Ditulis oleh Herdini Primasari
Sudah ditayangkan di herdiniprimasari.medium.com

Siapa di sini yang pernah menonton film animasi buatan Pixar Animation yang berjudul Inside Out? Saya pernah menonton film ini di salah satu kelas saya pada saat S1, it turns out I really liked the movie as well. Film yang tayang pada tahun 2015 ini membawakan tema yang menarik bagi saya, yaitu tentang emosi manusia. Hal yang menjadi poin plus dari film ini adalah mereka dapat membawakan materi yang sebetulnya cukup berat dengan sederhana dan mudah dipahami oleh orang awam pada umumnya. Bagi kamu yang belum menonton, bisa menonton terlebih dahulu. Atau jika kamu tidak masalah untuk mencari ringkasan ceritanya dari internet, waktu dan jaringan disilahkan :).
Film ini menceritakan tentang bagaimana personifikasi emosi seorang anak perempuan bernama Riley dan bagaimana mereka saling berinteraksi satu sama lain sehingga menimbulkan reaksi atau perilaku tertentu dari Riley. Emosi dasa tersebut antara lain Bahagia (Joy), Sedih/Kesedihan (Sadness), Takut (Fear), Jijik (Disgust), dan Marah/Kemarahan (Anger).
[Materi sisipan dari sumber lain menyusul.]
//! Unit Converter
//!
//! Maps measurement units to a small set of base units (`g` for mass, `ml`
//! for volume) so quantities expressed inconsistently across recipes still
//! sum correctly, and back to a human display unit after summation.
//!
//! Unrecognized units ("unidade", "colher", "xícara", ...) are their own base
//! unit and only ever merge with identical unit strings. Differently-worded
//! equivalents ("colher" vs "colher de sopa") never merge; known limitation.

/// Base unit for mass
pub const GRAM: &str = "g";
/// Base unit for volume
pub const MILLILITER: &str = "ml";

/// Convert a quantity to its base unit.
///
/// Recognized mass units collapse to grams, recognized volume units to
/// milliliters. Anything else passes through unchanged. Lookup is
/// case-insensitive on the trimmed unit token; the pass-through branch keeps
/// the original spelling so unknown units stay verbatim.
pub fn to_base(quantity: f64, unit: &str) -> (f64, String) {
    match unit.trim().to_lowercase().as_str() {
        "kg" => (quantity * 1000.0, GRAM.to_string()),
        "g" | "grama" | "gramas" => (quantity, GRAM.to_string()),
        "l" | "litro" | "litros" => (quantity * 1000.0, MILLILITER.to_string()),
        "ml" | "mililitro" | "mililitros" => (quantity, MILLILITER.to_string()),
        _ => (quantity, unit.trim().to_string()),
    }
}

/// Convert a base-unit quantity to its display form.
///
/// Applied exactly once, after summation: `g` >= 1000 renders as `kg`,
/// `ml` >= 1000 renders as `L`; everything else passes through. Idempotent
/// for already-displayed values since `kg`/`L` are not base units.
pub fn to_display(quantity: f64, unit: &str) -> (f64, String) {
    match unit {
        GRAM if quantity >= 1000.0 => (quantity / 1000.0, "kg".to_string()),
        MILLILITER if quantity >= 1000.0 => (quantity / 1000.0, "L".to_string()),
        _ => (quantity, unit.to_string()),
    }
}

/// Round a display quantity to 2 decimal places.
///
/// Applied only at the point of producing the final line item, never
/// mid-computation.
pub fn round_display(quantity: f64) -> f64 {
    (quantity * 100.0).round() / 100.0
}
Dari kelima emosi tersebut, emosi Bahagia yang menjadi pemimpin di antara mereka dan keseluruhan emosi yang ada terus berusaha untuk membatasi ruang gerak emosi Kesedihan (Sadness). Pada saat Riley berusia 11 tahun, ia dan kedua orang tuanya pindah ke San Fransisco. Kepindahannya tersebut membuatnya berjarak dengan ayahnya dan makanan kesukaannya, pizza, hanya ada yang ber-topping brokoli, sedangkan Riley benci brokoli.
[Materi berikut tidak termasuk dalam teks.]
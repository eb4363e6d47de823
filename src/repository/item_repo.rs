//! Shopping Item Repository
//!
//! SQLite-backed implementation of `ShoppingItemStore`.

use async_trait::async_trait;
use rusqlite::{params, Row};

use super::db::SharedConnection;
use super::traits::ShoppingItemStore;
use crate::domain::{DomainError, DomainResult, GroupKey, ShoppingItem};

const ITEM_COLUMNS: &str =
    "id, group_key, name, quantity, unit, purchased, price_informed, concluded";

pub struct SqliteShoppingItemStore {
    conn: SharedConnection,
}

impl SqliteShoppingItemStore {
    pub fn new(conn: SharedConnection) -> Self {
        Self { conn }
    }
}

#[async_trait]
impl ShoppingItemStore for SqliteShoppingItemStore {
    async fn insert_items(&self, items: &[ShoppingItem]) -> DomainResult<Vec<ShoppingItem>> {
        let guard = self.conn.lock().await;
        let conn = guard
            .as_ref()
            .ok_or(DomainError::Internal("Database not initialized".to_string()))?;

        // One unit of work: either every row lands or none does
        let tx = conn
            .unchecked_transaction()
            .map_err(|e| DomainError::Internal(e.to_string()))?;

        let mut inserted = Vec::with_capacity(items.len());
        for item in items {
            tx.execute(
                "INSERT INTO shopping_items (group_key, name, quantity, unit, purchased, price_informed, concluded)
                 VALUES (?, ?, ?, ?, ?, ?, ?)",
                params![
                    item.group_key.encode(),
                    item.name,
                    item.quantity,
                    item.unit,
                    item.purchased as i32,
                    item.price_informed,
                    item.concluded as i32,
                ],
            )
            .map_err(|e| DomainError::Internal(e.to_string()))?;

            let mut row = item.clone();
            row.id = tx.last_insert_rowid();
            inserted.push(row);
        }

        tx.commit().map_err(|e| DomainError::Internal(e.to_string()))?;
        Ok(inserted)
    }

    async fn list_by_group(&self, key: &GroupKey) -> DomainResult<Vec<ShoppingItem>> {
        let guard = self.conn.lock().await;
        let conn = guard
            .as_ref()
            .ok_or(DomainError::Internal("Database not initialized".to_string()))?;

        let mut stmt = conn
            .prepare(&format!(
                "SELECT {} FROM shopping_items WHERE group_key = ? ORDER BY id",
                ITEM_COLUMNS
            ))
            .map_err(|e| DomainError::Internal(e.to_string()))?;

        let rows = stmt
            .query_map(params![key.encode()], row_to_item)
            .map_err(|e| DomainError::Internal(e.to_string()))?;

        collect_items(rows)
    }

    async fn list_group_keys(&self, concluded: Option<bool>) -> DomainResult<Vec<GroupKey>> {
        let guard = self.conn.lock().await;
        let conn = guard
            .as_ref()
            .ok_or(DomainError::Internal("Database not initialized".to_string()))?;

        let query = match concluded {
            None => "SELECT DISTINCT group_key FROM shopping_items".to_string(),
            Some(flag) => format!(
                "SELECT DISTINCT group_key FROM shopping_items WHERE concluded = {}",
                flag as i32
            ),
        };

        let mut stmt = conn
            .prepare(&query)
            .map_err(|e| DomainError::Internal(e.to_string()))?;

        let raw_keys = stmt
            .query_map([], |row| row.get::<_, String>(0))
            .map_err(|e| DomainError::Internal(e.to_string()))?;

        let mut keys = Vec::new();
        for raw in raw_keys {
            let raw = raw.map_err(|e| DomainError::Internal(e.to_string()))?;
            let key = GroupKey::decode(&raw)
                .ok_or_else(|| DomainError::Internal(format!("Corrupt group key: {}", raw)))?;
            keys.push(key);
        }
        Ok(keys)
    }

    async fn find_item(&self, id: i64) -> DomainResult<Option<ShoppingItem>> {
        let guard = self.conn.lock().await;
        let conn = guard
            .as_ref()
            .ok_or(DomainError::Internal("Database not initialized".to_string()))?;

        let mut stmt = conn
            .prepare(&format!(
                "SELECT {} FROM shopping_items WHERE id = ?",
                ITEM_COLUMNS
            ))
            .map_err(|e| DomainError::Internal(e.to_string()))?;

        let mut rows = stmt
            .query_map(params![id], row_to_item)
            .map_err(|e| DomainError::Internal(e.to_string()))?;

        match rows.next() {
            Some(row) => Ok(Some(row.map_err(map_row_err)?)),
            None => Ok(None),
        }
    }

    async fn update_item(&self, item: &ShoppingItem) -> DomainResult<ShoppingItem> {
        let guard = self.conn.lock().await;
        let conn = guard
            .as_ref()
            .ok_or(DomainError::Internal("Database not initialized".to_string()))?;

        conn.execute(
            "UPDATE shopping_items SET name = ?, quantity = ?, unit = ?, purchased = ?, price_informed = ? WHERE id = ?",
            params![
                item.name,
                item.quantity,
                item.unit,
                item.purchased as i32,
                item.price_informed,
                item.id,
            ],
        )
        .map_err(|e| DomainError::Internal(e.to_string()))?;

        Ok(item.clone())
    }

    async fn delete_item(&self, id: i64) -> DomainResult<()> {
        let guard = self.conn.lock().await;
        let conn = guard
            .as_ref()
            .ok_or(DomainError::Internal("Database not initialized".to_string()))?;

        conn.execute("DELETE FROM shopping_items WHERE id = ?", params![id])
            .map_err(|e| DomainError::Internal(e.to_string()))?;

        Ok(())
    }

    async fn move_group(&self, from: &GroupKey, to: &GroupKey) -> DomainResult<()> {
        let guard = self.conn.lock().await;
        let conn = guard
            .as_ref()
            .ok_or(DomainError::Internal("Database not initialized".to_string()))?;

        // Single statement, so the move is all-or-nothing
        conn.execute(
            "UPDATE shopping_items SET group_key = ? WHERE group_key = ?",
            params![to.encode(), from.encode()],
        )
        .map_err(|e| DomainError::Internal(e.to_string()))?;

        Ok(())
    }

    async fn delete_group(&self, key: &GroupKey) -> DomainResult<()> {
        let guard = self.conn.lock().await;
        let conn = guard
            .as_ref()
            .ok_or(DomainError::Internal("Database not initialized".to_string()))?;

        // Deleting an absent group matches zero rows; idempotent by design
        conn.execute(
            "DELETE FROM shopping_items WHERE group_key = ?",
            params![key.encode()],
        )
        .map_err(|e| DomainError::Internal(e.to_string()))?;

        Ok(())
    }

    async fn mark_concluded(&self, key: &GroupKey) -> DomainResult<()> {
        let guard = self.conn.lock().await;
        let conn = guard
            .as_ref()
            .ok_or(DomainError::Internal("Database not initialized".to_string()))?;

        conn.execute(
            "UPDATE shopping_items SET concluded = 1 WHERE group_key = ?",
            params![key.encode()],
        )
        .map_err(|e| DomainError::Internal(e.to_string()))?;

        Ok(())
    }
}

/// Convert a database row to a ShoppingItem
fn row_to_item(row: &Row<'_>) -> rusqlite::Result<ShoppingItem> {
    let raw_key: String = row.get(1)?;
    let group_key = GroupKey::decode(&raw_key).ok_or_else(|| {
        rusqlite::Error::FromSqlConversionFailure(
            1,
            rusqlite::types::Type::Text,
            format!("Corrupt group key: {}", raw_key).into(),
        )
    })?;

    Ok(ShoppingItem {
        id: row.get(0)?,
        group_key,
        name: row.get(2)?,
        quantity: row.get(3)?,
        unit: row.get(4)?,
        purchased: row.get::<_, i32>(5)? != 0,
        price_informed: row.get(6)?,
        concluded: row.get::<_, i32>(7)? != 0,
    })
}

fn collect_items(
    rows: impl Iterator<Item = rusqlite::Result<ShoppingItem>>,
) -> DomainResult<Vec<ShoppingItem>> {
    let mut items = Vec::new();
    for row in rows {
        items.push(row.map_err(map_row_err)?);
    }
    Ok(items)
}

fn map_row_err(e: rusqlite::Error) -> DomainError {
    DomainError::Internal(e.to_string())
}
Kemudian saat Riley memasuki sekolah barunya, ada beberapa pengalaman yang membuat Riley sedih, sehingga memori yang tersimpan kurang begitu baik. Mengetahui hal tersebut, Joy berusaha untuk ‘membuang’ memori tersebut namun secara tidak sengaja membuat memori lainnya juga ikut terlepas sehingga membuat ‘pulau kepribadian’ Riley menjadi tidak aktif. Joy dan Sadness pun ikut ‘tersedot’ dari Headquarters saat sedang berebut inti memori tersebut. Selama Joy dan Sadness tidak ada di headquarters, emosi lainnya seperti Anger, Disgust, dan Fear mencoba mengambil alih peran yang kosong tersebut namun ternyata mereka membuat kekacauan sehingga Riley menjadi semakin jauh dari kedua orang tua, teman-teman, serta hobi yang dimiliki oleh Riley. Hal ini berdampak pada banyaknya memori yang kemudian ‘terlupakan’ dan terbuang ke “memories dump”. Akhirnya Anger menjalankan rencana terakhir, yaitu membuat Riley kabur dari rumahnya dan pergi ke Minnesota.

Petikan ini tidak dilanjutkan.